Entretanto el globo, a despecho de las maniobras romeristas, redondeaba su enorme vientre, que iba llenándose de gas y luz, alumbrando la plaza como gigantesca farola. Columpiábase majestuosamente, y en sus cuarterones magnos se leían bien todos los letreros y dedicatorias ideadas por el entusiasmo combista. La efigie, o mejor el coloso de don Victoriano, que ocupaba todo un frente, seguía la forma rotunda del globo, y sobresalía, tan feo y desproporcionado, que daba gozo; tenía por ojos dos sartenes, por pupilas dos huevos que se freían sin duda en ellas, por boca una especie de pez o lagarto, y por barbas un enmarañado bosque o mapa de chafarrinones de siena y negro humo.
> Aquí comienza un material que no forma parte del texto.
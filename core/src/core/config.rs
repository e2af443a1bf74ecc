use std::fmt;
use std::fs;
use std::path::{Path, PathBuf};
use std::time::Duration;

use anyhow::{Context, Result};
use serde::{Deserialize, Serialize};

use super::cli::CliConfig;
use super::constants::{
    CONFIG_FILE_NAME, DEFAULT_BATCH_SIZE, DEFAULT_BATCH_TIMEOUT_MS, DEFAULT_GEO_MAX_CONNECTIONS,
    DEFAULT_GEO_STATEMENT_TIMEOUT_SECS, DEFAULT_GRAPH_DATABASE, DEFAULT_GRAPH_URL,
    DEFAULT_QUEUE_NAME, DEFAULT_QUEUE_URL, DEFAULT_SEARCH_INDEX, DEFAULT_SEARCH_URL,
};

// =============================================================================
// Queue Backend Enum
// =============================================================================

/// Work queue backend type
#[derive(Debug, Clone, Copy, Default, PartialEq, Eq, Deserialize, Serialize)]
#[serde(rename_all = "lowercase")]
pub enum QueueBackendType {
    Memory,
    #[default]
    Redis,
}

impl fmt::Display for QueueBackendType {
    fn fmt(&self, f: &mut fmt::Formatter<'_>) -> fmt::Result {
        match self {
            QueueBackendType::Memory => write!(f, "memory"),
            QueueBackendType::Redis => write!(f, "redis"),
        }
    }
}

// =============================================================================
// Store Kind Enum
// =============================================================================

/// A store backend that can participate in batch fan-out
#[derive(Debug, Clone, Copy, PartialEq, Eq, Deserialize, Serialize)]
#[serde(rename_all = "lowercase")]
pub enum StoreKind {
    /// Graph store (Neo4j)
    Graph,
    /// Search store (Elasticsearch)
    Search,
    /// Geo store (PostgreSQL)
    Geo,
}

impl fmt::Display for StoreKind {
    fn fmt(&self, f: &mut fmt::Formatter<'_>) -> fmt::Result {
        match self {
            StoreKind::Graph => write!(f, "graph"),
            StoreKind::Search => write!(f, "search"),
            StoreKind::Geo => write!(f, "geo"),
        }
    }
}

// =============================================================================
// File Config Structs (JSON deserialization)
// =============================================================================

/// Queue configuration section
#[derive(Debug, Default, Clone, Deserialize)]
pub struct QueueFileConfig {
    pub backend: Option<QueueBackendType>,
    pub url: Option<String>,
    pub name: Option<String>,
}

/// Batching configuration section
#[derive(Debug, Default, Clone, Deserialize)]
pub struct CoreFileConfig {
    pub batch_size: Option<usize>,
    pub batch_timeout_ms: Option<u64>,
}

/// Graph store configuration section (nested under stores)
#[derive(Debug, Default, Clone, Deserialize)]
pub struct GraphFileConfig {
    pub url: Option<String>,
    pub database: Option<String>,
    pub user: Option<String>,
    pub password: Option<String>,
}

/// Search store configuration section (nested under stores)
#[derive(Debug, Default, Clone, Deserialize)]
pub struct SearchFileConfig {
    pub url: Option<String>,
    pub index: Option<String>,
}

/// Geo store configuration section (nested under stores)
#[derive(Debug, Default, Clone, Deserialize)]
pub struct GeoFileConfig {
    pub url: Option<String>,
    pub max_connections: Option<u32>,
    pub statement_timeout_secs: Option<u64>,
}

/// Store configuration section
#[derive(Debug, Default, Clone, Deserialize)]
pub struct StoresFileConfig {
    pub enabled: Option<Vec<StoreKind>>,
    pub graph: Option<GraphFileConfig>,
    pub search: Option<SearchFileConfig>,
    pub geo: Option<GeoFileConfig>,
}

/// Root config file structure
#[derive(Debug, Default, Clone, Deserialize)]
pub struct FileConfig {
    pub queue: Option<QueueFileConfig>,
    pub core: Option<CoreFileConfig>,
    pub stores: Option<StoresFileConfig>,

    /// Unknown fields, collected for warnings
    #[serde(flatten)]
    pub extra: serde_json::Map<String, serde_json::Value>,
}

impl FileConfig {
    /// Load and parse a config file
    pub fn load_from_file(path: &Path) -> Result<Self> {
        let contents = fs::read_to_string(path)
            .with_context(|| format!("Failed to read config file: {}", path.display()))?;
        let config: FileConfig = serde_json::from_str(&contents)
            .with_context(|| format!("Failed to parse config file: {}", path.display()))?;
        Ok(config)
    }

    /// Warn about unrecognized top-level fields
    pub fn warn_unknown_fields(&self) {
        for key in self.extra.keys() {
            tracing::warn!(field = %key, "Unknown config file field ignored");
        }
    }
}

// =============================================================================
// Resolved Config
// =============================================================================

/// Resolved work queue configuration
#[derive(Debug, Clone)]
pub struct QueueConfig {
    pub backend: QueueBackendType,
    pub url: String,
    pub name: String,
}

/// Resolved batching configuration
#[derive(Debug, Clone)]
pub struct CoreConfig {
    /// Close a batch once it holds this many messages
    pub batch_size: usize,
    /// Close a batch this long after its first message arrived
    pub batch_timeout: Duration,
}

/// Resolved graph store configuration
#[derive(Debug, Clone)]
pub struct GraphConfig {
    pub url: String,
    pub database: String,
    pub user: Option<String>,
    pub password: Option<String>,
}

/// Resolved search store configuration
#[derive(Debug, Clone)]
pub struct SearchConfig {
    pub url: String,
    pub index: String,
}

/// Resolved geo store configuration
#[derive(Debug, Clone)]
pub struct GeoConfig {
    pub url: String,
    pub max_connections: u32,
    pub statement_timeout_secs: u64,
}

/// Resolved store configuration
#[derive(Debug, Clone)]
pub struct StoresConfig {
    pub enabled: Vec<StoreKind>,
    pub graph: GraphConfig,
    pub search: SearchConfig,
    pub geo: Option<GeoConfig>,
}

/// Final merged application configuration
#[derive(Debug, Clone)]
pub struct AppConfig {
    pub queue: QueueConfig,
    pub core: CoreConfig,
    pub stores: StoresConfig,
}

impl AppConfig {
    /// Load configuration from all sources
    ///
    /// Priority (lowest to highest):
    /// 1. Defaults
    /// 2. Config file (CLI-specified path, or `chronotope.json` in the
    ///    working directory)
    /// 3. CLI arguments (which include env var fallbacks via clap)
    pub fn load(cli: &CliConfig) -> Result<Self> {
        tracing::debug!("Loading application configuration");

        let file_config = if let Some(ref path) = cli.config {
            if !path.exists() {
                anyhow::bail!("Config file not found: {}", path.display());
            }
            let config = FileConfig::load_from_file(path)?;
            tracing::debug!(path = %path.display(), "Config file loaded");
            config
        } else {
            let local = PathBuf::from(CONFIG_FILE_NAME);
            if local.exists() {
                let config = FileConfig::load_from_file(&local)?;
                tracing::debug!(path = %local.display(), "Config file loaded");
                config
            } else {
                FileConfig::default()
            }
        };
        file_config.warn_unknown_fields();

        Self::resolve(file_config, cli)
    }

    /// Layer defaults, file config, and CLI/env overrides
    fn resolve(file_config: FileConfig, cli: &CliConfig) -> Result<Self> {
        let file_queue = file_config.queue.unwrap_or_default();
        let file_core = file_config.core.unwrap_or_default();
        let file_stores = file_config.stores.unwrap_or_default();
        let file_graph = file_stores.graph.unwrap_or_default();
        let file_search = file_stores.search.unwrap_or_default();
        let file_geo = file_stores.geo.unwrap_or_default();

        let queue = QueueConfig {
            backend: cli
                .queue_backend
                .or(file_queue.backend)
                .unwrap_or_default(),
            url: cli
                .queue_url
                .clone()
                .or(file_queue.url)
                .unwrap_or_else(|| DEFAULT_QUEUE_URL.to_string()),
            name: cli
                .queue_name
                .clone()
                .or(file_queue.name)
                .unwrap_or_else(|| DEFAULT_QUEUE_NAME.to_string()),
        };

        let batch_size = cli
            .batch_size
            .or(file_core.batch_size)
            .unwrap_or(DEFAULT_BATCH_SIZE);
        let batch_timeout_ms = cli
            .batch_timeout_ms
            .or(file_core.batch_timeout_ms)
            .unwrap_or(DEFAULT_BATCH_TIMEOUT_MS);

        let enabled = cli.stores.clone().or(file_stores.enabled).unwrap_or_else(
            || vec![StoreKind::Graph, StoreKind::Search, StoreKind::Geo],
        );

        let graph = GraphConfig {
            url: cli
                .graph_url
                .clone()
                .or(file_graph.url)
                .unwrap_or_else(|| DEFAULT_GRAPH_URL.to_string()),
            database: cli
                .graph_database
                .clone()
                .or(file_graph.database)
                .unwrap_or_else(|| DEFAULT_GRAPH_DATABASE.to_string()),
            user: cli.graph_user.clone().or(file_graph.user),
            password: cli.graph_password.clone().or(file_graph.password),
        };

        let search = SearchConfig {
            url: cli
                .search_url
                .clone()
                .or(file_search.url)
                .unwrap_or_else(|| DEFAULT_SEARCH_URL.to_string()),
            index: cli
                .search_index
                .clone()
                .or(file_search.index)
                .unwrap_or_else(|| DEFAULT_SEARCH_INDEX.to_string()),
        };

        // Geo store has no sensible default URL; it stays unconfigured unless
        // a connection string is provided.
        let geo = cli
            .geo_url
            .clone()
            .or(file_geo.url)
            .map(|url| GeoConfig {
                url,
                max_connections: file_geo
                    .max_connections
                    .unwrap_or(DEFAULT_GEO_MAX_CONNECTIONS),
                statement_timeout_secs: file_geo
                    .statement_timeout_secs
                    .unwrap_or(DEFAULT_GEO_STATEMENT_TIMEOUT_SECS),
            });

        let config = Self {
            queue,
            core: CoreConfig {
                batch_size,
                batch_timeout: Duration::from_millis(batch_timeout_ms),
            },
            stores: StoresConfig {
                enabled,
                graph,
                search,
                geo,
            },
        };

        config.validate()?;

        tracing::debug!(
            queue_backend = %config.queue.backend,
            queue = %config.queue.name,
            batch_size = config.core.batch_size,
            batch_timeout_ms = config.core.batch_timeout.as_millis() as u64,
            stores = ?config.stores.enabled,
            "Configuration resolved"
        );

        Ok(config)
    }

    fn validate(&self) -> Result<()> {
        if self.core.batch_size == 0 {
            anyhow::bail!("batch_size must be at least 1");
        }
        if self.core.batch_timeout.is_zero() {
            anyhow::bail!("batch_timeout_ms must be at least 1");
        }
        if self.queue.backend == QueueBackendType::Redis && self.queue.url.is_empty() {
            anyhow::bail!("queue.url is required for the redis queue backend");
        }
        if self.stores.enabled.contains(&StoreKind::Geo) && self.stores.geo.is_none() {
            anyhow::bail!("stores.geo.url is required when the geo store is enabled");
        }
        Ok(())
    }
}
//! Centralized shutdown management

use std::sync::Arc;
use std::time::Duration;

use tokio::sync::{Mutex, watch};
use tokio::task::JoinHandle;

use super::constants::SHUTDOWN_TIMEOUT_SECS;
use crate::data::queue::QueueService;

/// Centralized shutdown service for coordinating graceful shutdown
#[derive(Clone)]
pub struct ShutdownService {
    tx: Arc<watch::Sender<bool>>,
    rx: watch::Receiver<bool>,
    handles: Arc<Mutex<Vec<JoinHandle<()>>>>,
    queue: Arc<QueueService>,
}

impl ShutdownService {
    pub fn new(queue: Arc<QueueService>) -> Self {
        let (tx, rx) = watch::channel(false);
        Self {
            tx: Arc::new(tx),
            rx,
            handles: Arc::new(Mutex::new(Vec::new())),
            queue,
        }
    }

    /// Register a background task handle to be awaited during shutdown
    pub async fn register(&self, handle: JoinHandle<()>) {
        self.handles.lock().await.push(handle);
    }

    /// Subscribe to shutdown signal
    pub fn subscribe(&self) -> watch::Receiver<bool> {
        self.rx.clone()
    }

    /// Trigger shutdown
    pub fn trigger(&self) {
        let _ = self.tx.send(true);
    }

    /// Check if shutdown was triggered
    pub fn is_triggered(&self) -> bool {
        *self.rx.borrow()
    }

    /// Trigger shutdown and wait for all registered tasks to complete
    ///
    /// Shutdown order (to prevent data loss):
    /// 1. Signal all tasks to stop accepting new work
    /// 2. Wait for the pipeline to flush the in-progress batch
    /// 3. Close queue connections (claimed messages are processed by now)
    pub async fn shutdown(&self) {
        tracing::debug!("Initiating graceful shutdown...");
        self.trigger();

        // Wait for background tasks FIRST so the pipeline can drain its
        // current batch before connections close underneath it
        let handles = std::mem::take(&mut *self.handles.lock().await);
        let task_count = handles.len();
        tracing::debug!(
            count = task_count,
            "Waiting for background tasks to finish..."
        );

        let timeout = Duration::from_secs(SHUTDOWN_TIMEOUT_SECS);
        match tokio::time::timeout(timeout, futures::future::join_all(handles)).await {
            Ok(_) => {
                tracing::debug!("All background tasks completed");
            }
            Err(_) => {
                tracing::warn!(
                    timeout_secs = timeout.as_secs(),
                    "Timeout waiting for background tasks"
                );
            }
        }

        tracing::debug!("Closing queue connections...");
        self.queue.close().await;

        tracing::debug!("Shutdown complete");
    }

    /// Wait for shutdown signal
    /// Returns an owned future that can be held across spawns
    pub fn wait(&self) -> impl std::future::Future<Output = ()> + Send + 'static {
        let mut rx = self.rx.clone();
        async move {
            let _ = rx.wait_for(|&v| v).await;
        }
    }

    /// Install OS signal handlers and auto-trigger on Ctrl+C/SIGTERM
    pub fn install_signal_handlers(&self) {
        let service = self.clone();
        tokio::spawn(async move {
            let ctrl_c = async {
                tokio::signal::ctrl_c()
                    .await
                    .expect("Failed to install Ctrl+C handler");
            };

            #[cfg(unix)]
            let terminate = async {
                tokio::signal::unix::signal(tokio::signal::unix::SignalKind::terminate())
                    .expect("Failed to install SIGTERM handler")
                    .recv()
                    .await;
            };

            #[cfg(not(unix))]
            let terminate = std::future::pending::<()>();

            tokio::select! {
                _ = ctrl_c => tracing::debug!("Received Ctrl+C, shutting down"),
                _ = terminate => tracing::debug!("Received SIGTERM, shutting down"),
            }

            service.trigger();
        });
    }
}
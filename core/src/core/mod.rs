//! Core application infrastructure

pub(crate) mod banner;
pub mod cli;
pub mod config;
pub mod constants;
pub mod shutdown;

pub use crate::app::CoreApp;
pub use cli::{CliConfig, Commands};
pub use config::{AppConfig, QueueBackendType, StoreKind};
pub use shutdown::ShutdownService;

// Re-export the queue service from the data layer
pub use crate::data::queue::QueueService;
Monumentales ramas de laurel verde se cruzaban sobre la cabeza del gigantón haciendo juego con las palmas de oro de su uniforme de ministro, trazadas con brochazos de ocre... Y el globo crecía, se ensanchaba, sus paredes se ponían cada vez más tensas, y atirantábase la cuerda que contenía su masa, impaciente ya por lanzarse a las alturas del cielo. Los combistas rugían de júbilo. Alzose un rumor, un hondo rumor de zozobra...

La cuerda había sido cortada diestramente, y sereno, poderoso, magnífico, se elevó el globo a unos cuantos metros de altura, ascendiendo con él la apoteosis de don Victoriano, la gloria de sus laureles, rótulos y atributos. Resonó en el balcón y debajo de él una salva de aplausos y aclamaciones triunfales. ¡Oh vanidad de la humana alegría! No fue una piedra romerista, fueron tres lo menos las que entonces, disparadas por certera mano, abrieron brecha en el monumento de papel, y por las heridas empezó a escaparse a toda prisa el fluido vital, el aire caliente. Encogiose el globo, se contrajo como un gusano cuando lo pisan, doblándose al fin por la cintura y entregándose al fuego de la mecha, que en un decir Jesús se apoderó de él y lo envolvió en un manto de llamas.

Al mismo tiempo que fenecía miserablemente el globo del candidato oficial, el globo romerista, chiquito y redondo, pintarrajeado con obscenos dibujos, subía listo y vivaracho desde una esquina de la plaza, resuelto a no parar hasta el último pabellón de nubes.